The second announced change involves where on one’s body vaccine doses are administered. Daskalakis said some people have been avoiding being vaccinated because the site of vaccination — the forearm — leaves a visible mark for some period afterwards. Some individuals would prefer to be vaccinated on a part of their bodies where it’s less likely someone else might see they’ve been vaccinated, he said.

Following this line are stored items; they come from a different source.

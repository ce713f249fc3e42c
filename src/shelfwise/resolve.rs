//! Name/ID resolution.
//!
//! Users refer to records by name or by numeric ID. [`select`] turns such a
//! token into exactly one table position:
//!
//! 1. every live record whose name equals the token exactly is collected;
//! 2. none: the token is tried as a numeric ID;
//! 3. one: that record;
//! 4. several: the user picks through [`Prompt::choose`].
//!
//! The numeric fallback only runs when no name matched, so a record named
//! `"12"` shadows the record with ID 12.

use crate::database::Database;
use crate::error::{Result, ShelfwiseError};
use crate::model::Payload;
use crate::prompt::{Candidate, Prompt};

/// Resolves `token` against the table of `P`. Fails with `NotFound` or, if
/// the user backs out of the choice, `Cancelled`.
pub fn select<P: Payload, U: Prompt>(
    db: &Database,
    ui: &mut U,
    token: &str,
    action: &str,
) -> Result<usize> {
    let table = P::table(db);
    let matches = table.all_by_name_exact(token);

    let id = match matches.as_slice() {
        [] => token
            .parse::<u32>()
            .ok()
            .filter(|id| table.index_of(*id).is_some())
            .ok_or_else(|| ShelfwiseError::not_found(P::KIND, token))?,
        [only] => only.id,
        several => {
            let candidates: Vec<Candidate> = several
                .iter()
                .map(|r| Candidate::from_record(db, r))
                .collect();
            let choice = ui
                .choose(P::KIND, &candidates, action)
                .and_then(|i| candidates.get(i))
                .ok_or(ShelfwiseError::Cancelled)?;
            choice.id
        }
    };

    table
        .index_of(id)
        .ok_or_else(|| ShelfwiseError::not_found(P::KIND, token))
}

#[cfg(test)]
mod tests {
    use super::*;
    use crate::form::RecordForm;
    use crate::model::{Bin, Kind};

    /// Records every `choose` call and answers with a fixed choice.
    struct Chooser {
        answer: Option<usize>,
        calls: Vec<(Kind, usize, String)>,
    }

    impl Chooser {
        fn answering(answer: Option<usize>) -> Self {
            Self {
                answer,
                calls: Vec::new(),
            }
        }
    }

    impl Prompt for Chooser {
        fn choose(&mut self, kind: Kind, candidates: &[Candidate], action: &str) -> Option<usize> {
            self.calls.push((kind, candidates.len(), action.to_string()));
            self.answer
        }

        fn confirm(&mut self, _message: &str) -> bool {
            true
        }

        fn edit_record(&mut self, _form: RecordForm) -> Result<Option<RecordForm>> {
            Ok(None)
        }
    }

    fn boxes() -> (Database, u32, u32, u32, u32) {
        let mut db = Database::new();
        let a = db.boxes.create(&mut db.ids, "A", Bin::default()).unwrap();
        let b1 = db.boxes.create(&mut db.ids, "B", Bin::default()).unwrap();
        let b2 = db.boxes.create(&mut db.ids, "B", Bin::default()).unwrap();
        let c = db.boxes.create(&mut db.ids, "C", Bin::default()).unwrap();
        (db, a, b1, b2, c)
    }

    #[test]
    fn unique_name_resolves_without_prompting() {
        let (db, a, ..) = boxes();
        let mut ui = Chooser::answering(Some(0));
        let idx = select::<Bin, _>(&db, &mut ui, "A", "show").unwrap();
        assert_eq!(db.boxes[idx].id, a);
        assert!(ui.calls.is_empty());
    }

    #[test]
    fn ambiguous_name_asks_the_user() {
        let (db, _, _, b2, _) = boxes();
        let mut ui = Chooser::answering(Some(1));
        let idx = select::<Bin, _>(&db, &mut ui, "B", "move").unwrap();
        assert_eq!(db.boxes[idx].id, b2);
        assert_eq!(ui.calls, vec![(Kind::Box, 2, "move".to_string())]);
    }

    #[test]
    fn cancelled_choice_fails() {
        let (db, ..) = boxes();
        let mut ui = Chooser::answering(None);
        let err = select::<Bin, _>(&db, &mut ui, "B", "edit").unwrap_err();
        assert!(matches!(err, ShelfwiseError::Cancelled));
    }

    #[test]
    fn numeric_token_falls_back_to_id() {
        let (db, _, _, _, c) = boxes();
        let mut ui = Chooser::answering(None);
        let idx = select::<Bin, _>(&db, &mut ui, &c.to_string(), "show").unwrap();
        assert_eq!(db.boxes[idx].id, c);
        assert!(ui.calls.is_empty());
    }

    #[test]
    fn name_shadows_numeric_id() {
        let (mut db, a, ..) = boxes();
        let named = db.boxes.create(&mut db.ids, a.to_string(), Bin::default()).unwrap();
        let mut ui = Chooser::answering(None);
        let idx = select::<Bin, _>(&db, &mut ui, &a.to_string(), "show").unwrap();
        assert_eq!(db.boxes[idx].id, named);
    }

    #[test]
    fn name_match_is_case_sensitive() {
        let (db, ..) = boxes();
        let mut ui = Chooser::answering(None);
        let err = select::<Bin, _>(&db, &mut ui, "a", "show").unwrap_err();
        assert_eq!(err.to_string(), "No box with name/ID \"a\" found.");
    }

    #[test]
    fn unknown_or_deleted_ids_fail() {
        let (mut db, a, ..) = boxes();
        let mut ui = Chooser::answering(None);
        assert!(select::<Bin, _>(&db, &mut ui, "999", "show").is_err());

        db.boxes.soft_delete(a);
        assert!(select::<Bin, _>(&db, &mut ui, &a.to_string(), "show").is_err());
        assert!(select::<Bin, _>(&db, &mut ui, "A", "show").is_err());
    }

    #[test]
    fn ids_of_other_kinds_do_not_resolve() {
        let (mut db, ..) = boxes();
        let wh = db.warehouses.add_simple(&mut db.ids, "WH1").unwrap();
        let mut ui = Chooser::answering(None);
        assert!(select::<Bin, _>(&db, &mut ui, &wh.to_string(), "show").is_err());
    }
}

The CDC is now saying people may be vaccinated on the shoulder or upper back, which are more likely to be covered by clothing, he said.
The United States has reported 25,300 cases of monkeypox, and one death. Walensky said the growth of new cases is declining, week over week — a trend that has been seen in a number of other jurisdictions combating the virus. Globally, 106 countries have reported nearly 66,500 cases this year, with 26 deaths.
A recent analysis from the United Kingdom’s Health Security Agenda cited modeling studies that suggest a decline in cases there is partially due to the country’s monkeypox vaccination efforts, but also to behavioral changes among men who have sex with men. It noted that the drop in new cases of monkeypox coincided with declines in the rates of two sexually transmitted diseases often transmitted among men who have sex with men.